▶ Directions: Every line that contains "impl" must be located and copied from the data.

▶ Excerpted data:
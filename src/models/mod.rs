use chrono::{DateTime, Utc};
use serde::{Deserialize, Serialize};

/// Keys shared by `macros` and `explanation` in every estimation payload.
pub const NUTRIENT_KEYS: [&str; 5] = ["calories", "protein", "carbs", "fat", "water"];

/// One estimation call: a free-text description, a stored photo, or both.
#[derive(Debug, Clone, Default, Serialize, Deserialize)]
pub struct EstimationRequest {
    pub description: Option<String>,
    pub image_ref: Option<String>,  // Blob store reference (file name)
}

impl EstimationRequest {
    pub fn new(description: Option<String>, image_ref: Option<String>) -> Self {
        Self {
            description,
            image_ref,
        }
    }

    /// Description with surrounding whitespace removed; blank counts as absent.
    pub fn description(&self) -> Option<&str> {
        self.description
            .as_deref()
            .map(str::trim)
            .filter(|d| !d.is_empty())
    }

    pub fn image_ref(&self) -> Option<&str> {
        self.image_ref
            .as_deref()
            .map(str::trim)
            .filter(|r| !r.is_empty())
    }

    pub fn has_input(&self) -> bool {
        self.description().is_some() || self.image_ref().is_some()
    }
}

#[derive(Debug, Clone, PartialEq, Serialize, Deserialize)]
pub struct MacroBreakdown {
    pub calories: f64,
    pub protein: f64,  // grams
    pub carbs: f64,    // grams
    pub fat: f64,      // grams
    pub water: f64,    // ml
}

/// Per-nutrient derivation text; each string should add up to the matching macro.
#[derive(Debug, Clone, PartialEq, Serialize, Deserialize)]
pub struct Explanation {
    pub calories: String,
    pub protein: String,
    pub carbs: String,
    pub fat: String,
    pub water: String,
}

#[derive(Debug, Clone, PartialEq, Serialize, Deserialize)]
#[serde(rename_all = "camelCase")]
pub struct EstimationResult {
    pub macros: MacroBreakdown,
    pub explanation: Explanation,
    #[serde(skip_serializing_if = "Option::is_none")]
    pub generated_description: Option<String>,
}

#[derive(Debug, Clone, Copy, PartialEq, Eq, Serialize, Deserialize)]
#[serde(rename_all = "kebab-case")]
pub enum AttemptOutcome {
    Success,
    RetryableFailure,
    FatalFailure,
}

impl std::fmt::Display for AttemptOutcome {
    fn fmt(&self, f: &mut std::fmt::Formatter<'_>) -> std::fmt::Result {
        let s = match self {
            AttemptOutcome::Success => "success",
            AttemptOutcome::RetryableFailure => "retryable-failure",
            AttemptOutcome::FatalFailure => "fatal-failure",
        };
        write!(f, "{}", s)
    }
}

/// A single provider call made while estimating. Never persisted.
#[derive(Debug, Clone, Copy, PartialEq, Eq, Serialize)]
#[serde(rename_all = "camelCase")]
pub struct ModelAttempt {
    pub attempt_number: u32,
    pub outcome: AttemptOutcome,
}

/// A validated estimation together with the provider attempts it took.
#[derive(Debug, Clone, Serialize)]
pub struct Estimation {
    pub result: EstimationResult,
    pub attempts: Vec<ModelAttempt>,
}

impl Estimation {
    pub fn attempt_count(&self) -> u32 {
        self.attempts.len() as u32
    }
}

/// Snapshot of a user's monthly usage as reported by the quota store.
#[derive(Debug, Clone, Copy, PartialEq, Eq, Serialize, Deserialize)]
pub struct UsageCounter {
    pub count: i64,
    pub is_unlimited: bool,  // Active subscription
}

#[derive(Debug, Clone, Serialize, Deserialize)]
pub struct Meal {
    pub id: Option<i64>,
    pub user_id: String,
    pub macros: MacroBreakdown,
    pub explanation: Explanation,
    pub description: Option<String>,
    pub image_ref: Option<String>,
    pub created_at: DateTime<Utc>,
}

impl Meal {
    /// Build the record the caller persists after a successful estimation.
    /// A user-supplied description wins over the model-generated one.
    pub fn from_estimation(user_id: &str, request: &EstimationRequest, result: &EstimationResult) -> Self {
        let description = request
            .description()
            .map(str::to_string)
            .or_else(|| result.generated_description.clone());

        Meal {
            id: None,
            user_id: user_id.to_string(),
            macros: result.macros.clone(),
            explanation: result.explanation.clone(),
            description,
            image_ref: request.image_ref().map(str::to_string),
            created_at: Utc::now(),
        }
    }
}
impl EstimationError {
    /// Short machine-readable name of the failure kind.
    pub fn kind(&self) -> &'static str {
        match self {
            EstimationError::RequestInvalid => "request_invalid",
            EstimationError::QuotaExceeded { .. } => "quota_exceeded",
            EstimationError::PayloadTooLarge { .. } => "payload_too_large",
            EstimationError::Fetch(_) => "fetch_error",
            EstimationError::Configuration(_) => "configuration_error",
            EstimationError::TransientUpstream { .. } => "transient_upstream_error",
            EstimationError::Validation(_) => "validation_error",
            EstimationError::Internal(_) => "internal_error",
        }
    }

    /// Message safe to show the end user.
    pub fn user_message(&self) -> String {
        match self {
            EstimationError::RequestInvalid => {
                "Please provide a meal description or a photo.".to_string()
            }
            EstimationError::QuotaExceeded { limit, .. } => format!(
                "You have reached your limit of {} estimates this month. Upgrade for unlimited estimates.",
                limit
            ),
            EstimationError::PayloadTooLarge { .. } => {
                "The photo is too large. Please send a smaller image.".to_string()
            }
            EstimationError::Fetch(_) => {
                "We could not read the photo. Please upload it again.".to_string()
            }
            EstimationError::Configuration(_) => {
                "The estimation service is unavailable right now.".to_string()
            }
            EstimationError::TransientUpstream { .. } => {
                "The estimation service is busy. Please try again in a moment.".to_string()
            }
            EstimationError::Validation(_) => {
                "We could not estimate this meal. Please provide a clearer description or photo.".to_string()
            }
            EstimationError::Internal(_) => "Something went wrong. Please try again.".to_string(),
        }
    }
}

/// Runs the estimation pipeline against injected collaborators.
pub struct EstimationService {
    quota: QuotaGate,
    images: ImageFetcher,
    invoker: ModelInvoker,
}

impl EstimationService {
    pub fn new(
        quota_store: Arc<dyn QuotaStore>,
        blob_store: Arc<dyn BlobStore>,
        provider: Arc<dyn ModelProvider>,
        monthly_limit: i64,
    ) -> Self {
        Self::from_parts(
            QuotaGate::new(quota_store, monthly_limit),
            ImageFetcher::new(blob_store),
            ModelInvoker::new(provider),
        )
    }

    pub fn from_parts(quota: QuotaGate, images: ImageFetcher, invoker: ModelInvoker) -> Self {
        Self {
            quota,
            images,
            invoker,
        }
    }

    pub async fn estimate(
        &self,
        user_id: &str,
        request: &EstimationRequest,
    ) -> Result<Estimation, EstimationError> {
        log::info!(
            "📨 Estimate for {} | description: {} | image: {:?}",
            user_id,
            request.description().is_some(),
            request.image_ref()
        );

        let decision = self.quota.check_and_reserve(user_id).await?;
        if let QuotaDecision::Exceeded { used, limit } = decision {
            return Err(EstimationError::QuotaExceeded { used, limit });
        }

        if !request.has_input() {
            log::warn!("Rejecting empty estimation request from {}", user_id);
            return Err(EstimationError::RequestInvalid);
        }

        let image = match request.image_ref() {
            Some(image_ref) => Some(self.images.fetch(image_ref).await?),
            None => None,
        };

        let prompt = build_prompt(request.description(), image.is_some());

        let invocation = self.invoker.invoke(&prompt, image.as_ref()).await;
        let attempts = invocation.attempt_count();

        let raw = match invocation.outcome {
            InvocationOutcome::Success(raw) => raw,
            InvocationOutcome::Fatal(error) => return Err(EstimationError::Configuration(error)),
            InvocationOutcome::Exhausted(last_error) => {
                return Err(EstimationError::TransientUpstream { attempts, last_error })
            }
        };

        let result = match parse_estimation(&raw) {
            Ok(result) => result,
            Err(err) => {
                log::warn!("Model output for {} failed validation: {}", user_id, err);
                return Err(err.into());
            }
        };

        self.quota.commit(user_id, decision).await?;
        log::info!(
            "✅ Estimate for {}: {:.0} kcal after {} attempt(s)",
            user_id, result.macros.calories, attempts
        );

        Ok(Estimation {
            result,
            attempts: invocation.attempts,
        })
    }
}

▶ Worked solution:
impl EstimationRequest {
impl std::fmt::Display for AttemptOutcome {
impl Estimation {
impl Meal {
impl EstimationError {
impl EstimationService {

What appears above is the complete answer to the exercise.